Industries with extensive and complex manufacturing environments, such as consumer products, high-tech and automotive, know that failing to collaborate with suppliers will result in deep monetary losses. As a result, companies' attention and budgets are returning to supply chain management (SCM), and area that received much attention in the early '90s, before the Web boom. SCM is typically defined as the components, products and services that work together to break down barriers between a company's functions, processes, departments and trading partners. We will continue to see increasing adoption rates of technologies that streamline supply chains, specifically through properly managed planning and execution practices.
The Internet's development over the last five years has helped push the adoption needle by making it easier for companies to electronically communicate with their supplier networks, for instance, connecting warehousing and transportation -- a process that was nearly impossible previously, since those operations were siloed functions. In fact, SCM has grown so much as a priority that Aberdeen Group's December 2002 study, "The Supplier Performance Measurement Benchmarking Report," stated that 70 percent of enterprises view measurement of supplier performance as critical to their companies' overall operations.

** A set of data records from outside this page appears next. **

//! Registry of element and I/O prototypes.

use std::sync::Arc;

use tracing::{debug, error};

use super::element::Element;
use super::pipeline::{Pipeline, Slot};
use super::port::{Io, Port, PortDir};
use crate::error::{Result, SpeakerError};
use crate::sync::Wait;

/// Prototypes are duplicated, never handed out directly.
#[derive(Default)]
pub struct Pool {
    elements: Vec<Box<dyn Element>>,
    ios: Vec<Arc<dyn Io>>,
}

impl Pool {
    pub fn new() -> Self {
        Self::default()
    }

    /// Add an element prototype. Tags may repeat; lookups take the first.
    pub fn register_element(&mut self, proto: Box<dyn Element>) {
        debug!(tag = proto.tag(), "element registered");
        self.elements.push(proto);
    }

    /// Drop every element prototype registered under `tag`. Returns how many
    /// were removed.
    pub fn unregister_element(&mut self, tag: &str) -> usize {
        let before = self.elements.len();
        self.elements.retain(|e| e.tag() != tag);
        let removed = before - self.elements.len();
        if removed > 0 {
            debug!(tag, removed, "element unregistered");
        }
        removed
    }

    /// Add an I/O prototype. Lookups match tag and direction.
    pub fn register_io(&mut self, proto: Arc<dyn Io>) {
        debug!(tag = proto.tag(), dir = ?proto.dir(), "io registered");
        self.ios.push(proto);
    }

    pub fn element_tags(&self) -> Vec<&str> {
        self.elements.iter().map(|e| e.tag()).collect()
    }

    /// Fresh copy of the named element prototype.
    ///
    /// # Errors
    /// `NotFound` when nothing is registered under `name`.
    pub fn new_element(&self, name: &str) -> Result<Box<dyn Element>> {
        self.elements
            .iter()
            .find(|e| e.tag() == name)
            .ok_or_else(|| SpeakerError::NotFound(format!("element {name}")))?
            .duplicate()
    }

    fn new_io(&self, name: &str, dir: PortDir) -> Result<Arc<dyn Io>> {
        self.ios
            .iter()
            .find(|io| io.tag() == name && io.dir() == dir)
            .map(|io| io.duplicate())
            .ok_or_else(|| SpeakerError::NotFound(format!("{dir:?} io {name}")))
    }

    /// Build a pipeline from registered prototypes.
    ///
    /// Consecutive elements are linked by a block port pair sized from the
    /// upstream element's output. `in_name`/`out_name` attach a duplicated
    /// I/O to the first/last element. On any failure nothing is kept.
    ///
    /// # Errors
    /// - `InvalidArgument` for an empty element list.
    /// - `NotFound` for an unregistered element or I/O.
    pub fn new_pipeline(
        &self,
        in_name: Option<&str>,
        names: &[&str],
        out_name: Option<&str>,
    ) -> Result<Pipeline> {
        if names.is_empty() {
            return Err(SpeakerError::InvalidArgument(
                "pipeline needs at least one element".into(),
            ));
        }
        let slots = self.build_slots(in_name, names, out_name).inspect_err(|e| {
            error!(elements = ?names, "pipeline build failed: {e}");
        })?;
        debug!(elements = ?names, ?in_name, ?out_name, "pipeline created");
        Ok(Pipeline::from_slots(slots))
    }

    fn build_slots(
        &self,
        in_name: Option<&str>,
        names: &[&str],
        out_name: Option<&str>,
    ) -> Result<Vec<Slot>> {
        let mut slots: Vec<Slot> = Vec::with_capacity(names.len());
        for name in names {
            let el = self.new_element(name)?;
            if let Some(prev) = slots.last_mut() {
                let (out, inp) = Port::link(prev.element.out_size())?;
                prev.io.output = Some(out);
                let mut slot = Slot::new(el);
                slot.io.input = Some(inp);
                slots.push(slot);
            } else {
                slots.push(Slot::new(el));
            }
        }

        if let Some(name) = in_name {
            let io = self.new_io(name, PortDir::In)?;
            let first = &mut slots[0];
            let size = first.element.in_size();
            first.io.input = Some(Port::new(io, size, Wait::Forever));
        }
        if let Some(name) = out_name {
            let io = self.new_io(name, PortDir::Out)?;
            if let Some(last) = slots.last_mut() {
                let size = last.element.out_size();
                last.io.output = Some(Port::new(io, size, Wait::Forever));
            }
        }
        Ok(slots)
    }
}

impl std::fmt::Debug for Pool {
    fn fmt(&self, f: &mut std::fmt::Formatter<'_>) -> std::fmt::Result {
        f.debug_struct("Pool")
            .field("elements", &self.element_tags())
            .field("ios", &self.ios.iter().map(|io| io.tag()).collect::<Vec<_>>())
            .finish()
    }
}

#[cfg(test)]
mod tests {
    use super::*;
    use crate::data_bus::{DataBus, RingBuffer};
    use crate::graph::element::ElementIo;
    use crate::graph::port::{BusIo, PortKind};
    use crate::graph::JobOutcome;
    use std::any::Any;
    use std::sync::atomic::{AtomicUsize, Ordering};

    /// Counts live instances so leaks show up.
    struct Probe {
        tag: &'static str,
        live: Arc<AtomicUsize>,
    }

    impl Probe {
        fn new(tag: &'static str, live: &Arc<AtomicUsize>) -> Self {
            live.fetch_add(1, Ordering::SeqCst);
            Self {
                tag,
                live: Arc::clone(live),
            }
        }
    }

    impl Drop for Probe {
        fn drop(&mut self) {
            self.live.fetch_sub(1, Ordering::SeqCst);
        }
    }

    impl Element for Probe {
        fn tag(&self) -> &str {
            self.tag
        }
        fn duplicate(&self) -> Result<Box<dyn Element>> {
            Ok(Box::new(Probe::new(self.tag, &self.live)))
        }
        fn in_size(&self) -> usize {
            64
        }
        fn out_size(&self) -> usize {
            32
        }
        fn open(&mut self, _io: &mut ElementIo) -> Result<()> {
            Ok(())
        }
        fn process(&mut self, _io: &mut ElementIo) -> JobOutcome {
            JobOutcome::Done
        }
        fn close(&mut self, _io: &mut ElementIo) -> Result<()> {
            Ok(())
        }
        fn as_any(&self) -> &dyn Any {
            self
        }
        fn as_any_mut(&mut self) -> &mut dyn Any {
            self
        }
    }

    fn pool(live: &Arc<AtomicUsize>) -> Pool {
        let mut pool = Pool::new();
        for tag in ["e1", "e2", "e3"] {
            pool.register_element(Box::new(Probe::new(tag, live)));
        }
        let ring: Arc<dyn DataBus> = Arc::new(RingBuffer::new(64, 2).unwrap());
        pool.register_io(Arc::new(BusIo::new("src", PortDir::In, PortKind::Byte, ring.clone())));
        pool.register_io(Arc::new(BusIo::new("dst", PortDir::Out, PortKind::Byte, ring)));
        pool
    }

    #[test]
    fn chain_keeps_order_and_edge_ports() {
        let live = Arc::new(AtomicUsize::new(0));
        let pool = pool(&live);
        let pipe = pool
            .new_pipeline(Some("src"), &["e1", "e2", "e3"], Some("dst"))
            .unwrap();
        assert_eq!(pipe.element_tags(), &["e1", "e2", "e3"]);
        assert_eq!(pipe.port_tag("e1", PortDir::In).unwrap().as_deref(), Some("src"));
        assert_eq!(pipe.port_tag("e3", PortDir::Out).unwrap().as_deref(), Some("dst"));
        assert_eq!(pipe.port_tag("e2", PortDir::In).unwrap().as_deref(), Some("link"));
        assert_eq!(live.load(Ordering::SeqCst), 6);
        drop(pipe);
        assert_eq!(live.load(Ordering::SeqCst), 3);
    }

    #[test]
    fn unknown_name_leaves_nothing_behind() {
        let live = Arc::new(AtomicUsize::new(0));
        let pool = pool(&live);
        let err = pool
            .new_pipeline(Some("src"), &["e1", "missing", "e3"], Some("dst"))
            .unwrap_err();
        assert!(matches!(err, SpeakerError::NotFound(_)));
        assert_eq!(live.load(Ordering::SeqCst), 3);

        // An in I/O registered only for output does not match.
        let err = pool.new_pipeline(Some("dst"), &["e1"], None).unwrap_err();
        assert!(matches!(err, SpeakerError::NotFound(_)));
        assert_eq!(live.load(Ordering::SeqCst), 3);
    }

    #[test]
    fn empty_chain_is_rejected() {
        let live = Arc::new(AtomicUsize::new(0));
        let pool = pool(&live);
        assert!(matches!(
            pool.new_pipeline(None, &[], None),
            Err(SpeakerError::InvalidArgument(_))
        ));
        assert!(matches!(pool.new_element("nope"), Err(SpeakerError::NotFound(_))));
    }

    #[test]
    fn unregister_drops_every_prototype_with_the_tag() {
        let live = Arc::new(AtomicUsize::new(0));
        let mut pool = pool(&live);
        pool.register_element(Box::new(Probe::new("e1", &live)));
        assert_eq!(pool.unregister_element("e1"), 2);
        assert_eq!(pool.unregister_element("e1"), 0);
        assert_eq!(pool.element_tags(), vec!["e2", "e3"]);
        assert_eq!(live.load(Ordering::SeqCst), 2);
    }
}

As the realization for needing cutting-edge SCM sinks in, companies will struggle with linking together all parts of their networks. The fact that SCM is probably the most fragmented group of software applications doesn't help to diffuse frustration levels, even among analysts.
The components of SCM tools
Vendors and analysts tend to break SCM networking applications into five components:
- Planning: The strategy
- Make: Manufacturing steps
- Source: Procurement and capacity allocation
- Deliver: Warehousing, inventory and invoicing
- Return: Merchandise returns
The underlying problem, says Andrew White, research director at Gartner, Inc., is that no single SCM vendor integrates with a company's CRM offering and none offer a complete solution with all five elements. SCM technologies are broken into two subcategories: Planning and Execution. Manugistics and i2 Technologies typically cover planning, while SAP, J.D. Edwards, Oracle and PeopleSoft are execution vendors.
Yankee Group senior analyst Michael Dominy says that companies using execution software generally need a planning solution, as well, which optimizes the flow and efficiency of the supply chain by using algorithms to predict sales and manufacturing capacity. Planning solutions include demand planning and forecasting, supply planning and sourcing and manufacturing planning and scheduling. An execution program automates the steps of the chain and should offer components that manage the warehouse, transportation, labor and supply-chain events.
As best-of-breed vendors try to differentiate themselves through more sophisticated promotion planning, pricing optimization and causal forecasting, they should offer assistance with integrating SCM technologies with companies' CRM and ERP applications. "We're seeing this [gap] in end-user deployments. They've implemented CRM and they've implemented SCM and they've realized there are gaps between the two systems," Dominy says. White says vendors are trying to fill that space by offering "demand chain management" technology that links the systems together.
White also notes that the data required by some SCM applications is not always readily available. "Some of these calculations require complicated or deep data sets," White says. "[Pricing] constraints, product descriptions, storage capacitiesÃ‰that data is not normally lying around in an ERP system because there was no need to create it in the past. So supply-chain systems need to gather new data. The more complex the supply chain, the more complex that problem will become."
When companies sort through the intricacies involved with developing an efficient network of suppliers, they will reap the benefits. Operational improvements, including reduction and inventory, which free up working capital, reduce cycle time and increase customer service, stand among the most obvious returns on investments, says White. Dominy adds that order fulfillment also will improve. "The key things companies are looking at improving are faster supply chains and faster and shorter order-cycle times," he says.
Industries, including automotive and high-tech, have been enjoying these benefits for the past few years. Dominy says Procter & Gamble and Wal-Mart are also prototypes of companies that have excelled from their supply-chain performances.
Finally, companies are realizing that they can reduce inventory and improve service by sharing customer information with suppliers. As a result, Dominy says that, over the next year, companies will scale up these relationships. "You can only squeeze out internal efficiencies so far before you need to start looking elsewhere to get incremental efficiencies, function improvements and cost reduction," he says. "The biggest opportunities lie in between businesses, not within businesses."